WORK REQUEST:
In the material below, some lines may hold the word "group"; state how many do, giving only the number.

PROVIDED RECORDS:
************
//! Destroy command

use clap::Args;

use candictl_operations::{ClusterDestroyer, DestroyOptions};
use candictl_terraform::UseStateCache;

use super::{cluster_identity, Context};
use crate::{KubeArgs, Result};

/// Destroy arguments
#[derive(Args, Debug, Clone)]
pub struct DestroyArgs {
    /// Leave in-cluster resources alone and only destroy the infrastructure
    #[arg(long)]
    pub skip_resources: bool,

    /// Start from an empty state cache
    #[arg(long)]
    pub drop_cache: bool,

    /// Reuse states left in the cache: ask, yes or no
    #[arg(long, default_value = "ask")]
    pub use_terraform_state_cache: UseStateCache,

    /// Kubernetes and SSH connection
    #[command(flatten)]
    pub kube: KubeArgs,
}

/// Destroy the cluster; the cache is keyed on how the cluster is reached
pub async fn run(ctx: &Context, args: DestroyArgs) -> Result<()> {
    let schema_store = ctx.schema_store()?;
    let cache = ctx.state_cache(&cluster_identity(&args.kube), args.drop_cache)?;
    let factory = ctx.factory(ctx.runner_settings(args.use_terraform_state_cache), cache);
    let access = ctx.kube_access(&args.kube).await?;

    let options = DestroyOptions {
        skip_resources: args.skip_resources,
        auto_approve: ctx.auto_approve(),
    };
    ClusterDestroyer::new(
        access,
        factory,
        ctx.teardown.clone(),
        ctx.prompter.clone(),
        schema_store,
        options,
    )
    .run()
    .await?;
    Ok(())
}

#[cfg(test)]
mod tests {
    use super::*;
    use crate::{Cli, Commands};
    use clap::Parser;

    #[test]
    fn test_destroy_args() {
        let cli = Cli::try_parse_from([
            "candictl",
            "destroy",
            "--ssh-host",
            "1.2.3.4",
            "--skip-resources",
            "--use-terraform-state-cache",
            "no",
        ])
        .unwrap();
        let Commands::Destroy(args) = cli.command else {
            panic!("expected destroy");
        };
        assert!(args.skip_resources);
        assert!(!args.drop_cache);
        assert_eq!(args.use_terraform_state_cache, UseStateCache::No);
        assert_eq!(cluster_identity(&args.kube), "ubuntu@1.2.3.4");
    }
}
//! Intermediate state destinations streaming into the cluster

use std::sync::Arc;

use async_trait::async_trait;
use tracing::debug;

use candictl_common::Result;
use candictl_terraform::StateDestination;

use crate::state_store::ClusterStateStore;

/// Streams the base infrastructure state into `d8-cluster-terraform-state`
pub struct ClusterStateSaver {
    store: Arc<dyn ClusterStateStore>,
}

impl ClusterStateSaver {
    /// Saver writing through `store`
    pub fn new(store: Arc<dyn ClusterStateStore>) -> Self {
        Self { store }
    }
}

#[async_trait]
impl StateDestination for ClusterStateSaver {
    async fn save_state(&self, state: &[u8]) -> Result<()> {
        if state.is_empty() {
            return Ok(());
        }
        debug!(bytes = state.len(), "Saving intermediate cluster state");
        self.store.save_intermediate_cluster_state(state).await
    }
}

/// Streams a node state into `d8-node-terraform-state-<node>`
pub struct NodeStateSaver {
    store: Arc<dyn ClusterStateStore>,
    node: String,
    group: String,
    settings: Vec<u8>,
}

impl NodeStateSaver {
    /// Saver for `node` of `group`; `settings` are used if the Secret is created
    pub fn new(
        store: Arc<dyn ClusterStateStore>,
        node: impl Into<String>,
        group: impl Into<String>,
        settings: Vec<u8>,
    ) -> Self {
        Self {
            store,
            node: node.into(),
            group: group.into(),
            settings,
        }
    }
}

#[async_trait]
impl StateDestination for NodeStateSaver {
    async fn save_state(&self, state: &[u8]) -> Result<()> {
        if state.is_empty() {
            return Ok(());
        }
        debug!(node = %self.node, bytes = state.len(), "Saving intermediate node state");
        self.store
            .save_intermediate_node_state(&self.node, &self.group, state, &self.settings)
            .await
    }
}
************
ANSWER TO THE EXERCISE:
5